§ EXERCISE
Search the data below for the string "QuotaExceeded". Extract every line that contains it.

◆ ◆ ◆ ◆

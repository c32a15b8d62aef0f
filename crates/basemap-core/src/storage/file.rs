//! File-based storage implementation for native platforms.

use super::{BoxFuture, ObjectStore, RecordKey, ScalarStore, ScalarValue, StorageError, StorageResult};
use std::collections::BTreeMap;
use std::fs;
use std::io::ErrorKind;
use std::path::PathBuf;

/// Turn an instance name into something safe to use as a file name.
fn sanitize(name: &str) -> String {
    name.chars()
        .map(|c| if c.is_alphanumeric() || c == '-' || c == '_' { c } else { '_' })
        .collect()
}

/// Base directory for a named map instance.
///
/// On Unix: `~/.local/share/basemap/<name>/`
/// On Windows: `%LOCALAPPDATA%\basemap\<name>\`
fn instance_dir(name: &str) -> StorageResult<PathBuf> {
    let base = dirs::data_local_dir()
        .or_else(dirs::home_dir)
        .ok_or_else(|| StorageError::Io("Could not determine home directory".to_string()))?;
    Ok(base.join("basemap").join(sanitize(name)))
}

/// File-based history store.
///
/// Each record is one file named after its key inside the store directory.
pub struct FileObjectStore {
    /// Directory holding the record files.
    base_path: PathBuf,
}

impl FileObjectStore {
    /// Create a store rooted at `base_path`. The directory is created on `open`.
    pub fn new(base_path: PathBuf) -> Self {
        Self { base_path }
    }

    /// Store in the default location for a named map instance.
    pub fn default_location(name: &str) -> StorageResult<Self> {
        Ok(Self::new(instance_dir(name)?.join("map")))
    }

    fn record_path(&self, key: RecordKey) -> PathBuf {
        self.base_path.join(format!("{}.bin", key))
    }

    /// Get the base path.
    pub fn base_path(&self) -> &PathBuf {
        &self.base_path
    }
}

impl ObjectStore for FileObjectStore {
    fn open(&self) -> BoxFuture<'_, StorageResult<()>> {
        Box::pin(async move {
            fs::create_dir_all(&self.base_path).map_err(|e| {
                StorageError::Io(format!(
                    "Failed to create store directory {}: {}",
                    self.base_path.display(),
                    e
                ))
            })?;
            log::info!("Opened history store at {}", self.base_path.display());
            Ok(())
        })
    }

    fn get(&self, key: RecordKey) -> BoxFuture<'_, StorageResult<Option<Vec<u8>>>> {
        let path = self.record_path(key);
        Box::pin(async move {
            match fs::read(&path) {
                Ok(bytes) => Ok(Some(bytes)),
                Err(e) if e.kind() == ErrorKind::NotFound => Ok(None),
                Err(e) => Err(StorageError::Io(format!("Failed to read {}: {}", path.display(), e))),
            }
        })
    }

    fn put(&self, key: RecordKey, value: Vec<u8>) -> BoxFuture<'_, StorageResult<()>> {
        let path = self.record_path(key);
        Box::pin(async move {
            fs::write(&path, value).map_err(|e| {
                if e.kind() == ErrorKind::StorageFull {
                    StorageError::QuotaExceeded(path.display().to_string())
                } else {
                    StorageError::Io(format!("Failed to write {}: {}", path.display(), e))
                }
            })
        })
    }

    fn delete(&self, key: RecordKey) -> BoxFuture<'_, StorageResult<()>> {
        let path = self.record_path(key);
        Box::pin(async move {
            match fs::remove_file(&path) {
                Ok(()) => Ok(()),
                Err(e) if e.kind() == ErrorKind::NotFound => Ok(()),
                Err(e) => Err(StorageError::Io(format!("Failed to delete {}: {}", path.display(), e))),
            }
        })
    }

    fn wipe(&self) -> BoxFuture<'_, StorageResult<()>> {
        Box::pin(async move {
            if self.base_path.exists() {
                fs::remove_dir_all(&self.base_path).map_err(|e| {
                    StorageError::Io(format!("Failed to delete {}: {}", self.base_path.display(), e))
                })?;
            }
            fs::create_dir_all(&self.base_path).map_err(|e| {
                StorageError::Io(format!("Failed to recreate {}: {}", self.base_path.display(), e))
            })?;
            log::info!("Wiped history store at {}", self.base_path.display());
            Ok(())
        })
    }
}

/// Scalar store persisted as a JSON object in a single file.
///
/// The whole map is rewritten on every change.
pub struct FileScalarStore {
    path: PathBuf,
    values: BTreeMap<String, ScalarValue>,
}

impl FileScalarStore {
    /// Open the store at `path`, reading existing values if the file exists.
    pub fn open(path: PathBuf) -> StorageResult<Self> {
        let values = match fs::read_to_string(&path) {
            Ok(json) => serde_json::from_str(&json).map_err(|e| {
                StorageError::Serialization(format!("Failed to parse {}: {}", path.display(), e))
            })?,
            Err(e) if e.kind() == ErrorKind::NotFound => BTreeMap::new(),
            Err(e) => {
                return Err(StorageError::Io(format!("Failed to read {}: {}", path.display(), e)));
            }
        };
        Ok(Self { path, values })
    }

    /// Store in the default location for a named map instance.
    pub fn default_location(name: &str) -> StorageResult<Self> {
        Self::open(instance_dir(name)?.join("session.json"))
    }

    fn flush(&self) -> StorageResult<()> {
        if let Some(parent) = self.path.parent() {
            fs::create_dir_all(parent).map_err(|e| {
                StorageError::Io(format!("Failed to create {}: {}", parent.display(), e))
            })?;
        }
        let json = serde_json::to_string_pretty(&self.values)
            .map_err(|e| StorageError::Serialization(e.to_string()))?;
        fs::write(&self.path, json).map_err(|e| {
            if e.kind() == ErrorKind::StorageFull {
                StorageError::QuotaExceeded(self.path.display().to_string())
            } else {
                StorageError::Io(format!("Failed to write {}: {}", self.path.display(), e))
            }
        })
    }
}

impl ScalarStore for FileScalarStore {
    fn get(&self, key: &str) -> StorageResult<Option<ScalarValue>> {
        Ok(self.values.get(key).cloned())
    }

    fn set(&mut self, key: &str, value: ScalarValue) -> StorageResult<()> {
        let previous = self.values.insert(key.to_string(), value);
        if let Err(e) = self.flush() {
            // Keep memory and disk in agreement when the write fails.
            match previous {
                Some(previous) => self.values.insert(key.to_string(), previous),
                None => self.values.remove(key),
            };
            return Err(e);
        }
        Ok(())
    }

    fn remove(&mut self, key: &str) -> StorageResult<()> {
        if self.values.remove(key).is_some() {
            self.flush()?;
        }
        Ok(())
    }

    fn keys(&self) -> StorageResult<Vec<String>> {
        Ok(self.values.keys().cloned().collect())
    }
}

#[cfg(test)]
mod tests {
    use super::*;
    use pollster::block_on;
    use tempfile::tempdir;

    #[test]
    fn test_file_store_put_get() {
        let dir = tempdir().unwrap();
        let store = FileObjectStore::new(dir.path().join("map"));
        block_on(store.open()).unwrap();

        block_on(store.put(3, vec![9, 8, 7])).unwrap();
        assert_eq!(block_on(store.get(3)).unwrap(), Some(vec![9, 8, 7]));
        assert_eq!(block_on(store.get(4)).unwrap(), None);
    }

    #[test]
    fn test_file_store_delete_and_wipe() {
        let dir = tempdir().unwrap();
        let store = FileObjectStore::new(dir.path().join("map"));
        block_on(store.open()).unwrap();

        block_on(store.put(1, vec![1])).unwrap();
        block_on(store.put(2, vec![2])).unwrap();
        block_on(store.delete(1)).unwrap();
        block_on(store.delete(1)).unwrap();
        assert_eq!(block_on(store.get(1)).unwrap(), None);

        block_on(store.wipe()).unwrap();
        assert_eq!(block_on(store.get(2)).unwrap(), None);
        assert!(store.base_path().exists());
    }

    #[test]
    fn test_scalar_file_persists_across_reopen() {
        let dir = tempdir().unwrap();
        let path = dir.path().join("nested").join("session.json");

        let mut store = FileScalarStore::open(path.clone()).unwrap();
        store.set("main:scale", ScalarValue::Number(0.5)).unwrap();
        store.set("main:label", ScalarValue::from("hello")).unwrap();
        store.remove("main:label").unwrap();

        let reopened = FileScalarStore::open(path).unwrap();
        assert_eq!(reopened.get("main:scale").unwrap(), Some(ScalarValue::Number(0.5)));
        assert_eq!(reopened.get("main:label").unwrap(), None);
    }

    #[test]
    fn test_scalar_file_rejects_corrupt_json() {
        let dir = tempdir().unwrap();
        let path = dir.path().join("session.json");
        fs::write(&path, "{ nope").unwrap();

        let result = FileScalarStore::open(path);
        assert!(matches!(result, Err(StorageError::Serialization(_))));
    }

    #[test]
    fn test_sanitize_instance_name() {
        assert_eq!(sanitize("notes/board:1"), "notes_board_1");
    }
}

◆ ◆ ◆ ◆

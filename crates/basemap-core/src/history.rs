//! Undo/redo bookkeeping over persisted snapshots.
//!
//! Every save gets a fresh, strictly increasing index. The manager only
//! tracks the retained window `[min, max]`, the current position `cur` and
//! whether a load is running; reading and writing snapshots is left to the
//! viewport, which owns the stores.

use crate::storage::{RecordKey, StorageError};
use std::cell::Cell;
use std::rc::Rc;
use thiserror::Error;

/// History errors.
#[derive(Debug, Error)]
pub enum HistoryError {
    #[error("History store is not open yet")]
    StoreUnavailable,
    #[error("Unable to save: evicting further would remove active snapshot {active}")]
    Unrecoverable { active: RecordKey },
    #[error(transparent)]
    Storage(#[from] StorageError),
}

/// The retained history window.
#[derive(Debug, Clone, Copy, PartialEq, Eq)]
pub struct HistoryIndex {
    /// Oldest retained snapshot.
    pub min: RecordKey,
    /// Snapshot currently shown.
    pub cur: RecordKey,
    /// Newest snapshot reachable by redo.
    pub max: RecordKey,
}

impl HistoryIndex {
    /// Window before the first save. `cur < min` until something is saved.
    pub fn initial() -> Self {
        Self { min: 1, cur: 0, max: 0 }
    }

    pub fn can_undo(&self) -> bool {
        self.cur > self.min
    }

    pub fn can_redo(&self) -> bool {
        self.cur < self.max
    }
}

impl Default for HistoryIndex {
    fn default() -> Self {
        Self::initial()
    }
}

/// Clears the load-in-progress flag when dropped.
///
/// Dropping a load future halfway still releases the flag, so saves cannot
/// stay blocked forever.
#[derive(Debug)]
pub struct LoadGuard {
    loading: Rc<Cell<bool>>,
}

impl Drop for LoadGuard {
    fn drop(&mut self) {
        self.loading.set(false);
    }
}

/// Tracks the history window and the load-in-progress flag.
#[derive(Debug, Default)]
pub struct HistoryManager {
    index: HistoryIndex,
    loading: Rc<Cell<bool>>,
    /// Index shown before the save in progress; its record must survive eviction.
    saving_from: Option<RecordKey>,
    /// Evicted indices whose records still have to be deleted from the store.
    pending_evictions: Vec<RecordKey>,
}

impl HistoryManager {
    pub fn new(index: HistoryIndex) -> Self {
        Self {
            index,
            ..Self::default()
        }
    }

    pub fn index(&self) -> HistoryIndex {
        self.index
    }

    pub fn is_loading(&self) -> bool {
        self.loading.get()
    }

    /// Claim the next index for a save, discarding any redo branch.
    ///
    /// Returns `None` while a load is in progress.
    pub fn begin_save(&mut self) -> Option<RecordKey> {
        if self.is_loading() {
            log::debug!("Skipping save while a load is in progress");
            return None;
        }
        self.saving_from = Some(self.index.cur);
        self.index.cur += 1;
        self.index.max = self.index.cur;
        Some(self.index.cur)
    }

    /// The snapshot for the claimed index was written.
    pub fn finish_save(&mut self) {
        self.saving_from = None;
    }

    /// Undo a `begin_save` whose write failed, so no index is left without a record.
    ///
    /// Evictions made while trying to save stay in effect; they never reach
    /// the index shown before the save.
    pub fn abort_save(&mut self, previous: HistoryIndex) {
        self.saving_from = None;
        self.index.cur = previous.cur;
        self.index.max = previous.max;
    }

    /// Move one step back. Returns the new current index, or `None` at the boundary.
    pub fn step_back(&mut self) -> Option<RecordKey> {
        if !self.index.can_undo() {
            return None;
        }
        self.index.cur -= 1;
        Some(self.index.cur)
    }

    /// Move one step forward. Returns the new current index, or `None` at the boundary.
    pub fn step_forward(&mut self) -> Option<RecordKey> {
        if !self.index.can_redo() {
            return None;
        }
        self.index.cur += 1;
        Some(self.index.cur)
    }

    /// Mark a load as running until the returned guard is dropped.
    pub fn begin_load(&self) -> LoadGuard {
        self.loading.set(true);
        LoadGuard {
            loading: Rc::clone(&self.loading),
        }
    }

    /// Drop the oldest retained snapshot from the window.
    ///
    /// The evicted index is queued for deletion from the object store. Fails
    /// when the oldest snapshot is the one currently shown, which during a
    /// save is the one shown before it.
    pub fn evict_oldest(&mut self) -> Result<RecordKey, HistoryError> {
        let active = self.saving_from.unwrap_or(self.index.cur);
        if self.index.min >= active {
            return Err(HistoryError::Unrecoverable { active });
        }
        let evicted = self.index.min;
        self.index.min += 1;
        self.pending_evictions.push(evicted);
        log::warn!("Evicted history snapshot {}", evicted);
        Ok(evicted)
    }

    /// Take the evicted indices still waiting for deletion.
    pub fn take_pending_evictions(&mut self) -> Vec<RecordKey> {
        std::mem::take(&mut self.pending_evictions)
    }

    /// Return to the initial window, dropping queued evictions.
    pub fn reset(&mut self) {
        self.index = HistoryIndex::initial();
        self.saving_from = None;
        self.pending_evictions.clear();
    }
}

◆ ◆ ◆ ◆

§ TASK ANSWER
                    StorageError::QuotaExceeded(path.display().to_string())
                StorageError::QuotaExceeded(self.path.display().to_string())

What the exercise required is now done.